Dataset entries:
○ ○ ○ ○ ○

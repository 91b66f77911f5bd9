//! Noyau RPN
//!
//! Organisation interne :
//! - operateurs.rs : entrées de pile (Op) + registre des opérateurs
//! - moteur.rs     : pile + évaluation récursive depuis la fin
//! - format.rs     : texte d’affichage des nombres / résultats

pub mod format;
pub mod moteur;
pub mod operateurs;

#[cfg(test)]
mod tests_moteur;


// API publique minimale
pub use format::format_resultat;
pub use moteur::Moteur;
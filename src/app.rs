// src/app.rs
//
// Calculatrice RPN — module App (racine)
// -------------------------------------
// Rôle:
// - Déclarer les sous-modules (etat.rs + vue.rs)
// - Ré-exporter AppCalc (pour main.rs: use crate::app::AppCalc;)
// - Fournir l’impl eframe::App (compatible NATIF + WEB)

pub mod etat;
pub mod vue;

pub use etat::AppCalc;

use eframe::egui;

impl eframe::App for AppCalc {
    fn update(&mut self, ctx: &egui::Context, _frame: &mut eframe::Frame) {
        // ESC = remise à zéro (comme le bouton "C").
        let esc = ctx.input(|i| i.key_pressed(egui::Key::Escape));
        if esc {
            self.clear_tout();
        }

        egui::CentralPanel::default().show(ctx, |ui| {
            self.ui(ui);
        });
    }
}
//! src/app/etat.rs
//!
//! État UI (sans vue).
//!
//! Rôle : contenir la saisie en cours, le dernier résultat affiché, l’erreur,
//! et le moteur RPN. Les actions “boutons” traduisent les appuis en appels au moteur.
//!
//! Contrats :
//! - Aucune évaluation ici : le moteur calcule, l’état affiche.
//! - Une opération avec une saisie en cours l’empile d’abord (comme ⏎).
//! - Garde-fou : longueur de saisie bornée.

use crate::noyau::{format_resultat, Moteur};

/// Garde-fou : longueur max d’un opérande tapé.
const SAISIE_MAX: usize = 32;

#[derive(Clone, Debug)]
pub struct AppCalc {
    // --- entrée utilisateur ---
    pub saisie: String, // opérande en cours de frappe (pas encore empilé)

    // --- sorties ---
    pub affichage: String, // résultat courant du moteur
    pub erreur: String,    // message d’erreur (saisie invalide)

    moteur: Moteur,
}

impl Default for AppCalc {
    fn default() -> Self {
        Self {
            saisie: String::new(),
            affichage: format_resultat(None),
            erreur: String::new(),
            moteur: Moteur::new(),
        }
    }
}

impl AppCalc {
    /* ------------------------ Actions “boutons” ------------------------ */

    /// Chiffre ou point décimal.
    pub fn appui_chiffre(&mut self, c: char) {
        if !(c.is_ascii_digit() || c == '.') {
            return;
        }
        if c == '.' && self.saisie.contains('.') {
            return;
        }
        if self.saisie.len() >= SAISIE_MAX {
            self.set_erreur(format!("saisie limitée à {SAISIE_MAX} caractères"));
            return;
        }
        self.erreur.clear();
        self.saisie.push(c);
    }

    /// Caractère tapé au clavier : chiffre, opérateur connu, ou espace (comme ⏎).
    /// Tout autre caractère est ignoré (la saisie en cours n’est pas empilée).
    pub fn appui_texte(&mut self, c: char) {
        match c {
            '0'..='9' | '.' => self.appui_chiffre(c),
            ' ' => self.entree(),
            _ => {
                let mut tampon = [0u8; 4];
                let symbole: &str = c.encode_utf8(&mut tampon);
                if self.moteur.registre().get(symbole).is_some() {
                    self.operation(symbole);
                }
            }
        }
    }

    /// ⏎ : empile la saisie en cours (si elle existe).
    pub fn entree(&mut self) {
        match lire_saisie(&self.saisie) {
            Ok(Some(v)) => {
                self.saisie.clear();
                let r = self.moteur.push_operand(v);
                self.set_resultat(r);
            }
            Ok(None) => {}
            Err(msg) => self.set_erreur(msg),
        }
    }

    /// Opérateur : saisie en cours empilée d’abord, puis l’opérateur.
    pub fn operation(&mut self, symbole: &str) {
        if !self.saisie.is_empty() {
            self.entree();
            if !self.erreur.is_empty() {
                return;
            }
        }
        let r = self.moteur.push_operator(symbole);
        self.set_resultat(r);
    }

    /// DEL : retire le dernier caractère de la saisie (la pile n’est jamais touchée).
    pub fn backspace_saisie(&mut self) {
        self.saisie.pop();
        self.erreur.clear();
    }

    /// C : remise à zéro totale (pile + saisie + affichage).
    pub fn clear_tout(&mut self) {
        self.moteur.clear();
        self.saisie.clear();
        self.erreur.clear();
        self.affichage = format_resultat(self.moteur.evaluate());
    }

    /* ------------------------ Lecture ------------------------ */

    /// Symboles des touches opérateur (ordre du registre).
    pub fn symboles(&self) -> Vec<&'static str> {
        self.moteur.registre().symboles().to_vec()
    }

    /// Historique : la pile telle qu’empilée ("8 3 -").
    pub fn historique(&self) -> String {
        self.moteur.to_string()
    }

    pub fn profondeur(&self) -> usize {
        self.moteur.len()
    }

    pub fn pile_vide(&self) -> bool {
        self.moteur.is_empty()
    }

    /* ------------------------ Utilitaires ------------------------ */

    fn set_resultat(&mut self, r: Option<f64>) {
        self.erreur.clear();
        self.affichage = format_resultat(r);
    }

    /// On CONSERVE l’affichage (dernier résultat) pour ne pas “effacer l’écran” sur une faute.
    fn set_erreur(&mut self, msg: impl Into<String>) {
        self.erreur = msg.into();
    }
}

/// Saisie -> nombre. Vide => `Ok(None)`.
fn lire_saisie(s: &str) -> Result<Option<f64>, String> {
    let s = s.trim();
    if s.is_empty() {
        return Ok(None);
    }
    // "." seul n’est pas un nombre, "5." et ".5" le sont
    s.parse::<f64>()
        .map(Some)
        .map_err(|_| format!("nombre invalide : {s:?}"))
}
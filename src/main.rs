// src/main.rs
//
// Calculatrice RPN — point d’entrée NATIF + WEB (WASM)
// ----------------------------------------------------
// But:
// - NATIF (Linux/Windows/macOS) : eframe::run_native + NativeOptions + env_logger
// - WEB  (wasm32)              : eframe::WebRunner + WebOptions + <canvas>
//
// Côté WEB (WASM) : l’index.html doit contenir un canvas :
//   <canvas id="the_canvas_id"></canvas>
//
// Trace du moteur : RUST_LOG=calculatrice_rpn=trace (natif seulement).

#![cfg_attr(target_arch = "wasm32", allow(unused_imports))]

use eframe::egui;

mod app;
mod noyau;

use app::AppCalc;

/// Titre unique (natif + web).
const TITRE_APP: &str = "Calculatrice RPN";

/* ------------------------ Entrée NATIF (PC) ------------------------ */

#[cfg(not(target_arch = "wasm32"))]
fn main() -> eframe::Result<()> {
    env_logger::Builder::from_env(env_logger::Env::default().default_filter_or("warn")).init();

    let options = eframe::NativeOptions {
        viewport: egui::ViewportBuilder::default()
            .with_title(TITRE_APP)
            .with_inner_size([300.0, 460.0])
            .with_min_inner_size([260.0, 400.0]),
        ..Default::default()
    };

    eframe::run_native(
        TITRE_APP,
        options,
        Box::new(|_cc| Ok(Box::<AppCalc>::default())),
    )
}

/* ------------------------ Entrée WEB (WASM) ------------------------ */

#[cfg(target_arch = "wasm32")]
fn main() {
    // En wasm32, le démarrage réel passe par `start()` (wasm_bindgen).
}

#[cfg(target_arch = "wasm32")]
mod web {
    use super::{AppCalc, TITRE_APP};

    use wasm_bindgen::JsCast;
    use web_sys::{window, HtmlCanvasElement};

    /// ID du canvas attendu dans index.html.
    const CANVAS_ID: &str = "the_canvas_id";

    /// Point d’entrée automatique au chargement de la page.
    #[wasm_bindgen::prelude::wasm_bindgen(start)]
    pub async fn start() -> Result<(), wasm_bindgen::JsValue> {
        let w = window().ok_or_else(|| js_err("window() indisponible"))?;
        let d = w
            .document()
            .ok_or_else(|| js_err("document() indisponible"))?;

        d.set_title(TITRE_APP);

        let el = d
            .get_element_by_id(CANVAS_ID)
            .ok_or_else(|| js_err("canvas introuvable (id incorrect dans index.html)"))?;

        let canvas: HtmlCanvasElement = el
            .dyn_into::<HtmlCanvasElement>()
            .map_err(|_| js_err("l’élément trouvé n’est pas un <canvas>"))?;

        eframe::WebRunner::new()
            .start(
                canvas,
                eframe::WebOptions::default(),
                Box::new(|_cc| Ok(Box::<AppCalc>::default())),
            )
            .await
    }

    fn js_err(msg: &str) -> wasm_bindgen::JsValue {
        wasm_bindgen::JsValue::from_str(msg)
    }
}
//! Evaluated cell values and their error kinds.

use serde::{Deserialize, Serialize};
use std::fmt;
use thiserror::Error;

/// Why a formula failed to produce a number. The display strings are the
/// stable spreadsheet mnemonics and appear verbatim in printed output.
#[derive(Clone, Copy, Debug, Error, Eq, Hash, PartialEq, Serialize, Deserialize)]
pub enum EvalError {
    /// A reference points outside the sheet bounds.
    #[error("#REF!")]
    Ref,
    /// A referenced text cell could not be read as a number.
    #[error("#VALUE!")]
    Value,
    /// Division by zero, or a non-finite arithmetic result.
    #[error("#ARITHM!")]
    Arithm,
}

/// The evaluated value of a cell: literal text, a number, or the error a
/// formula ran into. Formulas only ever produce `Number` or `Error`; `Text`
/// comes from literal cells.
#[derive(Clone, Debug, PartialEq, Serialize, Deserialize)]
pub enum CellValue {
    Text(String),
    Number(f64),
    Error(EvalError),
}

impl From<EvalError> for CellValue {
    fn from(error: EvalError) -> CellValue {
        CellValue::Error(error)
    }
}

impl fmt::Display for CellValue {
    fn fmt(&self, f: &mut fmt::Formatter<'_>) -> fmt::Result {
        match self {
            CellValue::Text(s) => f.write_str(s),
            CellValue::Number(n) => write!(f, "{}", n),
            CellValue::Error(e) => write!(f, "{}", e),
        }
    }
}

○ ○ ○ ○ ○

What is required:
Find and copy each line above holding "entree".

Response to this exercise:
            ' ' => self.entree(),
    pub fn entree(&mut self) {
            self.entree();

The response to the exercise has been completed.